**Material provided:**
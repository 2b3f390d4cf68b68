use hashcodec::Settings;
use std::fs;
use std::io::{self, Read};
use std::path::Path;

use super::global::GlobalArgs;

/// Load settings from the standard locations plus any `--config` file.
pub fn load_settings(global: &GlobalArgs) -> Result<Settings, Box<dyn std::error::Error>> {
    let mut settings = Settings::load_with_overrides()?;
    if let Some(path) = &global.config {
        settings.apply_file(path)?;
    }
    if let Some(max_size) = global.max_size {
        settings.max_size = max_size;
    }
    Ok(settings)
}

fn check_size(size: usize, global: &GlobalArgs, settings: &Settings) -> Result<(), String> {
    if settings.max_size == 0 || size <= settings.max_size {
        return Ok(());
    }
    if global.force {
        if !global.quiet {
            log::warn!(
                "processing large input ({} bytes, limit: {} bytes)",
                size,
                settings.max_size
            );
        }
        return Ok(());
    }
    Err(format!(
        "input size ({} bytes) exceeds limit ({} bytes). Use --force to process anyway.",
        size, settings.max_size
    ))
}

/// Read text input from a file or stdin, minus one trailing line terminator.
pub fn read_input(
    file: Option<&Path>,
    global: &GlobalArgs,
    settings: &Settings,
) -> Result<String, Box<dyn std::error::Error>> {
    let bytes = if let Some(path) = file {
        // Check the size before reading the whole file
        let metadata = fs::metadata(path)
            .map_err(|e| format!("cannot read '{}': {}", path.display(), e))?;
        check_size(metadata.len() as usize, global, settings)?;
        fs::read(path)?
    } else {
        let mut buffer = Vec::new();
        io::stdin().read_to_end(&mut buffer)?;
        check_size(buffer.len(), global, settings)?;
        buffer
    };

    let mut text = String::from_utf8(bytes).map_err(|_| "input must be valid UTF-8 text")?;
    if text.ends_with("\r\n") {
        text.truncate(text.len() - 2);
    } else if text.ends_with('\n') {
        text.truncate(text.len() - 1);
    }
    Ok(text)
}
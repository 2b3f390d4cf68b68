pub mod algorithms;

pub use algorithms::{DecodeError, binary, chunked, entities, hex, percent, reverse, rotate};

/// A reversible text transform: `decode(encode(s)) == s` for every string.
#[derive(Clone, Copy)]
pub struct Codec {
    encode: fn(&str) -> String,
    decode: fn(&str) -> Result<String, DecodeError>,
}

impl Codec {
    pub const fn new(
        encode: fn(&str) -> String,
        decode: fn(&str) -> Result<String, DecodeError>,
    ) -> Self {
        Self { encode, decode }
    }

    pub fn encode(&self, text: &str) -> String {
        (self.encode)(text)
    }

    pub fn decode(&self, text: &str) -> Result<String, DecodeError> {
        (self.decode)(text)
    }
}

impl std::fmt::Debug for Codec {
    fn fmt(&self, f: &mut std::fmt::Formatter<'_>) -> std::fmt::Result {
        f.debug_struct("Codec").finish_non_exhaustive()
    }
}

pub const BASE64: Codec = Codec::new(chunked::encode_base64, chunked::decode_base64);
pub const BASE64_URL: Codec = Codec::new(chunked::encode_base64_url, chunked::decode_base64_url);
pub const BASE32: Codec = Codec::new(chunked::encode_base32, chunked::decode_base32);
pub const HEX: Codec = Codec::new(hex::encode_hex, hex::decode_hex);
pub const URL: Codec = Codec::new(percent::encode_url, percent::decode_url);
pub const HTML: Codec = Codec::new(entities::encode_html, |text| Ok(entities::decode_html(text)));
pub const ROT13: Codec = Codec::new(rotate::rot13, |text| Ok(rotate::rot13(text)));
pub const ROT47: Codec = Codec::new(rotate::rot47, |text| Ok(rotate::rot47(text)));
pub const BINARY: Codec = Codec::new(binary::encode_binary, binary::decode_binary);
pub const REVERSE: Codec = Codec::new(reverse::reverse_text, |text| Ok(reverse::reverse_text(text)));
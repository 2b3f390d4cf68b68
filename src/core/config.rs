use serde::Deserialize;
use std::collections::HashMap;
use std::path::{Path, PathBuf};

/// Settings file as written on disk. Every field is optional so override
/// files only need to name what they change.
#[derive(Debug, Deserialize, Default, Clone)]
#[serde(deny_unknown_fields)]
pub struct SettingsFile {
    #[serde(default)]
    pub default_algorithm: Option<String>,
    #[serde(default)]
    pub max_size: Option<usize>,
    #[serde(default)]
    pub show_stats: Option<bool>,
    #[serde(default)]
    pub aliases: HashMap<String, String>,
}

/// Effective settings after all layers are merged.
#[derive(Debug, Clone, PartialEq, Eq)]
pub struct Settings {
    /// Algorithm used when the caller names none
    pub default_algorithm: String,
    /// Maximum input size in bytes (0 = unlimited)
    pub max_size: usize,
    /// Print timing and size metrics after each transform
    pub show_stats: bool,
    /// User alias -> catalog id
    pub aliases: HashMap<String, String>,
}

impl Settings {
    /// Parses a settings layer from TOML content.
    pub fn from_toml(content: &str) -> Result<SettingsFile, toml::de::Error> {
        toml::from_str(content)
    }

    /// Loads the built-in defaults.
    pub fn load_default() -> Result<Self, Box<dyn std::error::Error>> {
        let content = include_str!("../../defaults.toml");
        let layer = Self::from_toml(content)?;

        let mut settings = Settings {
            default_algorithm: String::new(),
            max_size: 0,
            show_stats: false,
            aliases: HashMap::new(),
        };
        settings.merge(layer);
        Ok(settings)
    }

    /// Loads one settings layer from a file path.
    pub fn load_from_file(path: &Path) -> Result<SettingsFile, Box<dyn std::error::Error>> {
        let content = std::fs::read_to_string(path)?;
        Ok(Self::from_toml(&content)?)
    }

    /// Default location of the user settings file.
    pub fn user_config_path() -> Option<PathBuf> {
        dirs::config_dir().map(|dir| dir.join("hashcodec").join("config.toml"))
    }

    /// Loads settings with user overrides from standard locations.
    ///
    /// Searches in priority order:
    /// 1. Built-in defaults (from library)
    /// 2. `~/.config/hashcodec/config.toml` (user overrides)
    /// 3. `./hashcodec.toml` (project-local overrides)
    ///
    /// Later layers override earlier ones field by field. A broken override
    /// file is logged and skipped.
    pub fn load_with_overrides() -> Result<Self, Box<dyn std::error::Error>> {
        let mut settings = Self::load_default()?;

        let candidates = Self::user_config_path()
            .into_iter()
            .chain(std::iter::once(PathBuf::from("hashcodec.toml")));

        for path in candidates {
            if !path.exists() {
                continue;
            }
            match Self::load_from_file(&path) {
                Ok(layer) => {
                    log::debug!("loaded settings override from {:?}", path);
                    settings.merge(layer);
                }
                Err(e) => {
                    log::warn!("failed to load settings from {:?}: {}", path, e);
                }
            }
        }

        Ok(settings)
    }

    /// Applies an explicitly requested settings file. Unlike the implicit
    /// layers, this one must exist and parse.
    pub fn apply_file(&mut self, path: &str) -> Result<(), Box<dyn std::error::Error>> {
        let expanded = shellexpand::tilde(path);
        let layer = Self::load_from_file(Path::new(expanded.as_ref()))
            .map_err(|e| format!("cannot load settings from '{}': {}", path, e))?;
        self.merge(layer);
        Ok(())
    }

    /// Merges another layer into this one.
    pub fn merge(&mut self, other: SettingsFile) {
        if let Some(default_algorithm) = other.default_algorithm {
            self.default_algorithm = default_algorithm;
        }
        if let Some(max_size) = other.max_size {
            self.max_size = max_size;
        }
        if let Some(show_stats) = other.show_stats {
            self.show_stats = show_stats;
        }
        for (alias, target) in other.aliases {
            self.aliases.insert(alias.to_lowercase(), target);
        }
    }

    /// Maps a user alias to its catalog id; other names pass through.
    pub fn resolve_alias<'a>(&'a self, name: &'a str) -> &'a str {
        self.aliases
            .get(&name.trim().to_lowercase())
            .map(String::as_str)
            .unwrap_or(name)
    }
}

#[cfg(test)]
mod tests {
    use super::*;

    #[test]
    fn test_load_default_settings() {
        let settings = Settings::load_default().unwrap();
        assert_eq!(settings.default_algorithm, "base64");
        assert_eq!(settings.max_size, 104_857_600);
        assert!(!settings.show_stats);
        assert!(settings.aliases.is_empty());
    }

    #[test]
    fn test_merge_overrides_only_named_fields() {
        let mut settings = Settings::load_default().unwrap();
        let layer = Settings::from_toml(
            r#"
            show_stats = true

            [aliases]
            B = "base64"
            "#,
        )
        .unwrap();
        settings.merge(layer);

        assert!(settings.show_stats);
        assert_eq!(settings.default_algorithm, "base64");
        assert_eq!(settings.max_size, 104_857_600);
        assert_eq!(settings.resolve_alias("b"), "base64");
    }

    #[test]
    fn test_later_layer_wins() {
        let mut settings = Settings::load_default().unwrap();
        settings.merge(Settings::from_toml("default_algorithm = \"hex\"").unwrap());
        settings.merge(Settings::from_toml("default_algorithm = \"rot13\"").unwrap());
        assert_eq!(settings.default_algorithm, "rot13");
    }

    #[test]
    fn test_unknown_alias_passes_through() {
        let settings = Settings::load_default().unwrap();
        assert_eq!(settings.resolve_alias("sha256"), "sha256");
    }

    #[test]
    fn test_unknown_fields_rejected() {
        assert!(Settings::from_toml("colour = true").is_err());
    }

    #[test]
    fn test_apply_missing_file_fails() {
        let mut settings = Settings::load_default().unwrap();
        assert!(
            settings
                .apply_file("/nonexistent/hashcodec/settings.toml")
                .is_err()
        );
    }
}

**Task instructions:**
Each line in the entries above that includes the string "super" should be extracted.

**Task answer:**
use super::global::GlobalArgs;
    use super::*;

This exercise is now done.